Ret. Gen. Dunwoody official photo
(Photo Credit: U.S. Army) VIEW ORIGINAL

Retired Gen. Ann E. Dunwoody will receive the Association of Graduates Thayer Award Oct. 10. The award was established in honor of the "Father of the Military Academy" Col. Sylvanus Thayer and is presented to an outstanding member of society whose accomplishments exemplify the military's motto, "Duty, Honor, Country."

Gen. Dunwoody is the first woman in U.S. history to become a four-star general in November 2008. She passionately dedicated over 37 years of her life to military service in the Army. With this level of commitment, her career was filled with prolific responsibilities and accomplishments.

One of Dunwoody's most notable experiences throughout her career was managing the Army Materiel Command which equips and supplies soldiers. AMC is one of the largest global logistics commands in the world and employs more than 69,000 people from all 50 states and 145 countries.

Dunwoody managed a budget of over $60 billion toward service contracts, research and development, installation and contingency contracting, foreign military sales, and the Army's global supply chain management in support of war operations in Iraq and Afghanistan.

Apart from her prestigious accomplishments, Dunwoody has many favorite jobs throughout her military career. She shared it was an incredible opportunity to be paid to jump out of planes as the Parachute Commander of the 82nd Airborne Division in 1975, a memory that stands out the most to her.
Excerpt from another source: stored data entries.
//! Trimming transparent margins from bitmaps.
//!
//! This module provides:
//! - [`opaque_bounding_box`], a single-pass alpha scan returning [`PixelInsets`]
//! - [`trim`], which crops a bitmap by a set of insets
//! - [`trim_transparent`], the two combined
//! - [`crop_to_rect`], the row-copy primitive both the trimmer and crop
//!   finalization use
//!
//! # Example
//!
//! ```ignore
//! use freecrop_core::trim::{trim_transparent, AlphaThreshold};
//!
//! let tight = trim_transparent(&masked, AlphaThreshold::AnyNonZero);
//! ```

mod crop;
mod scan;

pub use crop::{crop_to_rect, PixelRect};
pub use scan::{opaque_bounding_box, AlphaThreshold, PixelInsets};

use crate::codec::Bitmap;

/// Crop `bitmap` by `insets`, keeping scale and orientation metadata.
///
/// Zero insets return an unchanged copy of the input. Insets that would
/// consume the whole bitmap are clamped so at least one pixel remains.
pub fn trim(bitmap: &Bitmap, insets: PixelInsets) -> Bitmap {
    if insets.is_zero() {
        return bitmap.clone();
    }

    let x = insets.left.min(bitmap.width.saturating_sub(1));
    let y = insets.top.min(bitmap.height.saturating_sub(1));
    let width = bitmap
        .width
        .saturating_sub(x)
        .saturating_sub(insets.right)
        .max(1);
    let height = bitmap
        .height
        .saturating_sub(y)
        .saturating_sub(insets.bottom)
        .max(1);

    crop_to_rect(bitmap, PixelRect::new(x, y, width, height))
}

/// Remove every fully transparent border row and column.
///
/// See [`opaque_bounding_box`] for how `threshold` and fully transparent
/// input are handled.
pub fn trim_transparent(bitmap: &Bitmap, threshold: AlphaThreshold) -> Bitmap {
    trim(bitmap, opaque_bounding_box(bitmap, threshold))
}


// ============================================================================
// Property-Based Tests
// ============================================================================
"I was thrilled when I got selected. It didn't happen much for women back then in the army, so it was a very exciting and enjoyable job. It's the stand out in my mind," Dunwoody said.

It may be hard to believe that Dunwoody did not originally plan an Army career, especially with three-generations of Army servicemembers in her blood lineage that served before her.

She was commissioned through a college program that recruited women to join after the Vietnam War. Dunwoody gave the Army a 2-year commitment in exchange for an education when she attended the State University of New York College at Cortland.

She originally felt being a Soldier was simply a short detour on her way toward becoming a physical education teacher. Since childhood, one of her aspirations was to coach because she loved to play sports.

Dunwoody stayed in the military because she loved being a Soldier and leading them. When asked about what leadership principles and strategies she can share with cadets at West Point, this became more evident.

"Come to work trying to make things better for the troops and find ways to make their lives better. Try to keep that on your radar screen. Be compassionate. If you do, they will follow you anywhere," Dunwoody said. "Always do the right thing, every day, for the right reason. It may sound like it's easy, but it's not. It doesn't matter if you're a platoon leader or a battalion commander or a four-star general."

A long and extensive career in the Army will have its highs and lows, but in order to reach Dunwoody's level of success, she shared how future leaders can adhere to a set of personal values, ethics and principles like the ones outlined in her book, "A Higher Standard." At the core of it all, she said having a positive impact is the best way to make a difference.

Dunwoody is a fourth-generation Army servicemember with her great-grandfather, grandfather, father and brother all being West Point graduates. Although she did not attend West Point, she will be honored through a different circumstance at the Thayer Award ceremony.

Dunwoody will speak to cadets at the Mess Hall today and will share life lessons that she believes are not recipes for success but may help them in the future.

"I hope they take away that this Army and the one they are about to enter when they finish their education at West Point is a noble and very important profession," Dunwoody said. "I hope each one of them are as passionate about it as I was. I believe that if they find their passion in the military, then there will be no better organization. It is valued-based and has all of the tools to make a difference and an impact on the world in any capacity."